Wall Street slides on GDP, jobless data
NEW YORK - Wall Street sank Thursday, after weak readings on economic growth and the job market touched off renewed concerns about the financial health of businesses and consumers. The Dow Jones industrial average fell more than 200 points.
The Commerce Department's report that gross domestic product grew at a 1.9 percent pace in the second quarter disappointed investors. Economists polled by Thomson Financial/IFR had expected growth of 2.4 percent in the broad measure of the economy's health.
Investors were also concerned about Labor Department data saying that the number of people seeking jobless benefits jumped to the highest level in five years. Economists warned the weekly figures can be volatile, however, and some dismissed them as an aberration.
A $4.5 billion cash offer from Bristol-Myers Squibb Co. for its cancer drug partner ImClone Systems Inc. kept the Nasdaq composite index from falling as sharply as other indexes.
In other positive news, oil prices declined, and an index of Midwestern business activity indicated growth.
Exxon Mobil 2Q profit sets US record, shares fall
HOUSTON - Exxon Mobil Corp. reported second-quarter earnings of $11.68 billion Thursday, the biggest profit from operations ever by any U.S. corporation, but the results were well short of Wall Street expectations and its shares slumped 3 percent.
The world's largest publicly traded oil company said net income for the April-June period came to $2.22 a share, up from $10.26 billion, or $1.83 a share, a year ago.
Revenue rose 40 percent to $138.1 billion from $98.4 billion in the year-earlier quarter.

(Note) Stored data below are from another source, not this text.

use anyhow::Result;
use clap::{Parser, Subcommand};
use jot::areas::repository::Repository;
use jot::artifacts::merge::resolver::InteractiveResolver;

#[derive(Parser)]
#[command(
    name = "jot",
    version = "0.1.0",
    about = "A minimal snapshot-based version control system",
    long_about = "jot tracks full-content snapshots of a working directory, \
    organizes them into named branches, and merges divergent branches with \
    interactive conflict resolution.",
    help_template = r"
{name} {version} - {about}

USAGE:
    {usage}

OPTIONS:
    {all-args}
",
)]
struct Cli {
    #[command(subcommand)]
    command: Commands,
}

#[derive(Subcommand)]
enum Commands {
    #[command(name = "init", about = "Initialize a new repository")]
    Init {
        #[arg(index = 1, help = "The path to the repository")]
        path: Option<String>,
    },
    #[command(name = "add", about = "Stage files for the next commit")]
    Add {
        #[arg(required = true, help = "The files to stage")]
        paths: Vec<String>,
    },
    #[command(name = "commit", about = "Snapshot the staging area into a commit")]
    Commit {
        #[arg(short, long, help = "The commit message")]
        message: String,
    },
    #[command(name = "status", about = "Show staged, untracked, and branch state")]
    Status,
    #[command(
        name = "branch",
        about = "Create a branch, or list branches when no name is given"
    )]
    Branch {
        #[arg(index = 1, help = "The name of the branch to create")]
        name: Option<String>,
    },
    #[command(name = "switch", about = "Switch to another branch and restore its files")]
    Switch {
        #[arg(index = 1, help = "The branch to switch to")]
        name: String,
    },
    #[command(
        name = "merge",
        about = "Merge a branch into the current one, resolving conflicts interactively"
    )]
    Merge {
        #[arg(index = 1, help = "The branch to merge from")]
        branch: String,
    },
    #[command(name = "log", about = "Show commit history")]
    Log,
    #[command(name = "graph", about = "Show commits with their branch pointers")]
    Graph,
}

fn repository_at(path: Option<&String>) -> Result<Repository> {
    match path {
        Some(path) => Repository::new(path, Box::new(std::io::stdout())),
        None => {
            let pwd = std::env::current_dir()?;
            Repository::new(&pwd.to_string_lossy(), Box::new(std::io::stdout()))
        }
    }
}

#[tokio::main]
async fn main() -> Result<()> {
    let cli = Cli::parse();

    match &cli.command {
        Commands::Init { path } => repository_at(path.as_ref())?.init()?,
        Commands::Add { paths } => repository_at(None)?.add(paths).await?,
        Commands::Commit { message } => {
            repository_at(None)?.commit(message).await?;
        }
        Commands::Status => {
            repository_at(None)?.status().await?;
        }
        Commands::Branch { name: Some(name) } => repository_at(None)?.create_branch(name)?,
        Commands::Branch { name: None } => repository_at(None)?.list_branches()?,
        Commands::Switch { name } => repository_at(None)?.switch_branch(name)?,
        Commands::Merge { branch } => {
            let mut resolver = InteractiveResolver::from_stdin();
            repository_at(None)?.merge(branch, &mut resolver)?;
        }
        Commands::Log => repository_at(None)?.log()?,
        Commands::Graph => repository_at(None)?.graph()?,
    }

    Ok(())
}
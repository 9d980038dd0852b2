pub mod branch_name;

pub const INVALID_BRANCH_NAME_REGEX: &str =
    r"^\.|\/\.|\.\.|^\/|\/$|\.lock$|@\{|[\x00-\x20\*:\?\[\\~\^\x7f]";
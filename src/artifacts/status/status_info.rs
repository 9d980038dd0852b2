use std::path::PathBuf;

/// Snapshot of the repository's user-visible state
#[derive(Debug, Clone, PartialEq, Eq)]
pub struct StatusInfo {
    /// Name of the currently active branch
    pub head: String,
    /// Paths staged for the next commit
    pub staged: Vec<PathBuf>,
    /// Top-level files not governed by version-control metadata
    pub untracked: Vec<PathBuf>,
}
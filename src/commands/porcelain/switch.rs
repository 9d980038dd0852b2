use crate::areas::repository::Repository;
use crate::artifacts::core::RepoError;
use crate::artifacts::objects::commit_id::CommitId;
use std::io::Write;

impl Repository {
    /// Move HEAD to another branch and restore its snapshot
    ///
    /// Two ordered steps that are not atomic with respect to a crash:
    /// HEAD is updated first, then the files are restored. A crash in
    /// between leaves HEAD on a branch whose files were never restored.
    pub fn switch_branch(&mut self, name: &str) -> anyhow::Result<()> {
        self.ensure_initialized()?;

        let target_id = self
            .refs()
            .read_ref(name)
            .ok_or_else(|| RepoError::BranchNotFound(name.to_string()))?;

        self.refs().set_head(name)?;
        self.restore_snapshot(&target_id)?;

        writeln!(self.writer(), "switched to branch '{}'", name)?;

        Ok(())
    }

    /// Overwrite the working directory with a commit's snapshot
    ///
    /// Files on disk that are absent from the commit are left untouched. A
    /// missing commit record is reported and leaves the working directory
    /// as it was.
    pub(crate) fn restore_snapshot(&self, commit_id: &CommitId) -> anyhow::Result<()> {
        match self.database().load_commit(commit_id) {
            Some(commit) => {
                writeln!(
                    self.writer(),
                    "restoring files from commit {}",
                    commit_id.to_short()
                )?;
                self.workspace().restore_snapshot(commit.files())
            }
            None => {
                writeln!(
                    self.writer(),
                    "commit {} not found, working directory left untouched",
                    commit_id.to_short()
                )?;
                Ok(())
            }
        }
    }
}
use crate::common::file::{FileSpec, write_file};
use assert_cmd::Command;
use assert_fs::TempDir;
use rstest::fixture;
use std::collections::BTreeMap;
use std::path::Path;

#[fixture]
pub fn repository_dir() -> TempDir {
    TempDir::new().expect("Failed to create temp dir")
}

/// Initialized repository with one commit `C1` on `main` containing
/// `test.txt` = "Contenu Version 1"
#[fixture]
pub fn init_repository_dir(repository_dir: TempDir) -> TempDir {
    run_jot_command(repository_dir.path(), &["init"])
        .assert()
        .success();

    write_file(FileSpec::new(
        repository_dir.path().join("test.txt"),
        "Contenu Version 1".to_string(),
    ));

    run_jot_command(repository_dir.path(), &["add", "test.txt"])
        .assert()
        .success();

    run_jot_command(repository_dir.path(), &["commit", "-m", "C1"])
        .assert()
        .success();

    repository_dir
}

pub fn run_jot_command(dir: &Path, args: &[&str]) -> Command {
    let mut cmd = Command::cargo_bin("jot").expect("Failed to find jot binary");
    cmd.current_dir(dir);
    for arg in args {
        cmd.arg(arg);
    }
    cmd
}

/// Parse the branch reference table straight from the on-disk record
///
/// A repository without any commit has no refs record yet; that reads as
/// an empty table, like the engine itself treats it.
pub fn read_refs(dir: &Path) -> BTreeMap<String, String> {
    let refs_path = dir.join(".jot").join("refs.json");
    let content = match std::fs::read_to_string(&refs_path) {
        Ok(content) => content,
        Err(e) if e.kind() == std::io::ErrorKind::NotFound => return BTreeMap::new(),
        Err(e) => panic!("Failed to read {:?}: {}", refs_path, e),
    };

    serde_json::from_str(&content).expect("Failed to parse refs record")
}

/// Read the currently active branch name from the config record
pub fn read_head(dir: &Path) -> String {
    let config_path = dir.join(".jot").join("config.json");
    let content = std::fs::read_to_string(&config_path)
        .unwrap_or_else(|e| panic!("Failed to read {:?}: {}", config_path, e));

    let config: serde_json::Value =
        serde_json::from_str(&content).expect("Failed to parse config record");
    config["head"]
        .as_str()
        .expect("config record has no head")
        .to_string()
}

pub fn staging_record_exists(dir: &Path) -> bool {
    dir.join(".jot").join("staging.json").exists()
}

pub fn read_file_content(dir: &Path, name: &str) -> String {
    let path = dir.join(name);
    std::fs::read_to_string(&path).unwrap_or_else(|e| panic!("Failed to read {:?}: {}", path, e))
}
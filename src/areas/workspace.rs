//! Working directory file system operations

use crate::artifacts::objects::commit::SnapshotSet;
use anyhow::Context;
use std::path::{Path, PathBuf};
use walkdir::WalkDir;

/// Entries never reported as untracked, in addition to hidden files
const IGNORED_ENTRIES: [&str; 4] = [".jot", ".git", "__pycache__", ".DS_Store"];

#[derive(Debug)]
pub struct Workspace {
    path: Box<Path>,
}

impl Workspace {
    pub fn new(path: Box<Path>) -> Self {
        Workspace { path }
    }

    pub fn path(&self) -> &Path {
        &self.path
    }

    pub fn file_exists(&self, file_path: &Path) -> bool {
        self.path.join(file_path).is_file()
    }

    pub fn read_file(&self, file_path: &Path) -> anyhow::Result<String> {
        let file_path = self.path.join(file_path);

        std::fs::read_to_string(&file_path)
            .with_context(|| format!("failed to read file {}", file_path.display()))
    }

    /// Overwrite (or create) a file with the given content, creating parent
    /// directories as needed
    pub fn write_file(&self, file_path: &Path, content: &str) -> anyhow::Result<()> {
        let file_path = self.path.join(file_path);

        if let Some(parent) = file_path.parent() {
            std::fs::create_dir_all(parent)
                .with_context(|| format!("failed to create directory {}", parent.display()))?;
        }

        std::fs::write(&file_path, content)
            .with_context(|| format!("failed to write file {}", file_path.display()))
    }

    /// Overwrite every file of a snapshot with its stored content, verbatim
    ///
    /// Files present on disk but absent from the snapshot are left
    /// untouched; this is not a clean checkout, so stale files can persist
    /// across restores.
    pub fn restore_snapshot(&self, files: &SnapshotSet) -> anyhow::Result<()> {
        for (file_path, snapshot) in files {
            self.write_file(file_path, &snapshot.content)?;
        }

        Ok(())
    }

    /// Top-level regular files not governed by version-control metadata
    ///
    /// Hidden entries and the denylist are excluded; directories are not
    /// descended into.
    pub fn list_untracked(&self) -> anyhow::Result<Vec<PathBuf>> {
        let mut untracked = WalkDir::new(self.path.as_ref())
            .min_depth(1)
            .max_depth(1)
            .into_iter()
            .filter_map(|entry| entry.ok())
            .filter(|entry| entry.path().is_file())
            .filter(|entry| !Self::is_ignored(entry.path()))
            .filter_map(|entry| {
                entry
                    .path()
                    .strip_prefix(self.path.as_ref())
                    .ok()
                    .map(Path::to_path_buf)
            })
            .collect::<Vec<_>>();

        untracked.sort();

        Ok(untracked)
    }

    fn is_ignored(path: &Path) -> bool {
        match path.file_name() {
            Some(name) => {
                let name = name.to_string_lossy();
                name.starts_with('.') || IGNORED_ENTRIES.contains(&name.as_ref())
            }
            None => true,
        }
    }
}
//! Commit record storage
//!
//! One JSON record per commit, keyed by id under `commits/<id>.json`.
//! Commits are immutable once written: storing an id that already exists is
//! a no-op, and no operation ever rewrites a commit record.

use crate::areas::store::RecordStore;
use crate::artifacts::objects::commit::Commit;
use crate::artifacts::objects::commit_id::CommitId;
use derive_new::new;
use std::path::PathBuf;
use walkdir::WalkDir;

const COMMITS_DIR: &str = "commits";

#[derive(Debug, new)]
pub struct Database {
    store: RecordStore,
}

impl Database {
    pub fn commits_path(&self) -> PathBuf {
        self.store.root().join(COMMITS_DIR)
    }

    fn record_key(commit_id: &CommitId) -> String {
        format!("{COMMITS_DIR}/{commit_id}.json")
    }

    /// Persist a commit record unless one with the same id already exists
    pub fn store_commit(&self, commit: &Commit) -> anyhow::Result<()> {
        let key = Self::record_key(commit.id());

        if self.store.exists(&key) {
            return Ok(());
        }

        self.store.save(&key, commit)
    }

    /// Load a commit record; missing or unparsable records yield None
    pub fn load_commit(&self, commit_id: &CommitId) -> Option<Commit> {
        self.store.load_optional(&Self::record_key(commit_id))
    }

    /// Enumerate every commit record, in no particular order
    pub fn list_commits(&self) -> anyhow::Result<Vec<Commit>> {
        let commits_path = self.commits_path();

        if !commits_path.exists() {
            return Ok(Vec::new());
        }

        Ok(WalkDir::new(&commits_path)
            .min_depth(1)
            .max_depth(1)
            .into_iter()
            .filter_map(|entry| entry.ok())
            .filter(|entry| entry.path().extension().is_some_and(|ext| ext == "json"))
            .filter_map(|entry| {
                let bytes = std::fs::read(entry.path()).ok()?;
                serde_json::from_slice::<Commit>(&bytes).ok()
            })
            .collect::<Vec<_>>())
    }
}
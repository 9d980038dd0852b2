//! Persistent record store
//!
//! Repository state (staging area, commits, refs, config) is persisted as
//! JSON records inside the control directory. Records are addressed by a
//! path relative to that directory, e.g. `config.json` or
//! `commits/<id>.json`.
//!
//! A missing or unparsable record loads as the type's default value instead
//! of failing. Callers that rely on absence to signal "not initialized"
//! check for the control directory itself, not for individual records.

use anyhow::Context;
use derive_new::new;
use serde::Serialize;
use serde::de::DeserializeOwned;
use std::path::{Path, PathBuf};

/// JSON record store rooted at the control directory
#[derive(Debug, Clone, new)]
pub struct RecordStore {
    root: Box<Path>,
}

impl RecordStore {
    /// Path to the control directory this store is rooted at
    pub fn root(&self) -> &Path {
        &self.root
    }

    fn record_path(&self, key: &str) -> PathBuf {
        self.root.join(key)
    }

    pub fn exists(&self, key: &str) -> bool {
        self.record_path(key).exists()
    }

    /// Load a record, falling back to the type's default when the record is
    /// missing or unparsable
    pub fn load<T: DeserializeOwned + Default>(&self, key: &str) -> T {
        self.load_optional(key).unwrap_or_default()
    }

    /// Load a record, returning None when it is missing or unparsable
    pub fn load_optional<T: DeserializeOwned>(&self, key: &str) -> Option<T> {
        let bytes = std::fs::read(self.record_path(key)).ok()?;
        serde_json::from_slice(&bytes).ok()
    }

    /// Write a record, creating parent directories as needed
    pub fn save<T: Serialize>(&self, key: &str, record: &T) -> anyhow::Result<()> {
        let path = self.record_path(key);

        if let Some(parent) = path.parent() {
            std::fs::create_dir_all(parent).with_context(|| {
                format!("failed to create record directory {}", parent.display())
            })?;
        }

        let content = serde_json::to_vec_pretty(record)?;
        std::fs::write(&path, content)
            .with_context(|| format!("failed to write record {}", path.display()))
    }

    pub fn remove(&self, key: &str) -> anyhow::Result<()> {
        let path = self.record_path(key);

        if path.exists() {
            std::fs::remove_file(&path)
                .with_context(|| format!("failed to remove record {}", path.display()))?;
        }

        Ok(())
    }
}

#[cfg(test)]
mod tests {
    use super::*;
    use pretty_assertions::assert_eq;
    use serde::Deserialize;
    use std::collections::BTreeMap;

    #[derive(Debug, Default, PartialEq, Serialize, Deserialize)]
    struct Sample {
        name: String,
        count: u32,
    }

    #[test]
    fn missing_record_loads_as_default() {
        let dir = assert_fs::TempDir::new().expect("failed to create temp dir");
        let store = RecordStore::new(dir.path().to_path_buf().into_boxed_path());

        let record: Sample = store.load("absent.json");

        assert_eq!(record, Sample::default());
    }

    #[test]
    fn unparsable_record_loads_as_default() {
        let dir = assert_fs::TempDir::new().expect("failed to create temp dir");
        std::fs::write(dir.path().join("broken.json"), "{not json").expect("failed to write");
        let store = RecordStore::new(dir.path().to_path_buf().into_boxed_path());

        let record: BTreeMap<String, String> = store.load("broken.json");

        assert!(record.is_empty());
    }

    #[test]
    fn save_creates_parent_directories_and_roundtrips() {
        let dir = assert_fs::TempDir::new().expect("failed to create temp dir");
        let store = RecordStore::new(dir.path().to_path_buf().into_boxed_path());
        let record = Sample {
            name: "snapshot".to_string(),
            count: 3,
        };

        store
            .save("nested/record.json", &record)
            .expect("failed to save record");

        assert_eq!(store.load_optional::<Sample>("nested/record.json"), Some(record));
    }

    #[test]
    fn remove_is_a_noop_for_missing_records() {
        let dir = assert_fs::TempDir::new().expect("failed to create temp dir");
        let store = RecordStore::new(dir.path().to_path_buf().into_boxed_path());

        assert!(store.remove("absent.json").is_ok());
    }
}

Excluding an after-tax charge of $290 million related to an Exxon Valdez court settlement, earnings amounted to $11.97 billion, or $2.27 per share.
Analysts on average expected Exxon Mobil to earn $2.52 a share on revenue of $144 billion, according to a survey by Thomson Financial. The estimates typically exclude one-time items.
The record-setting results were largely expected, given that crude prices in the second quarter were nearly double what they were a year ago. Natural gas prices were significantly higher too.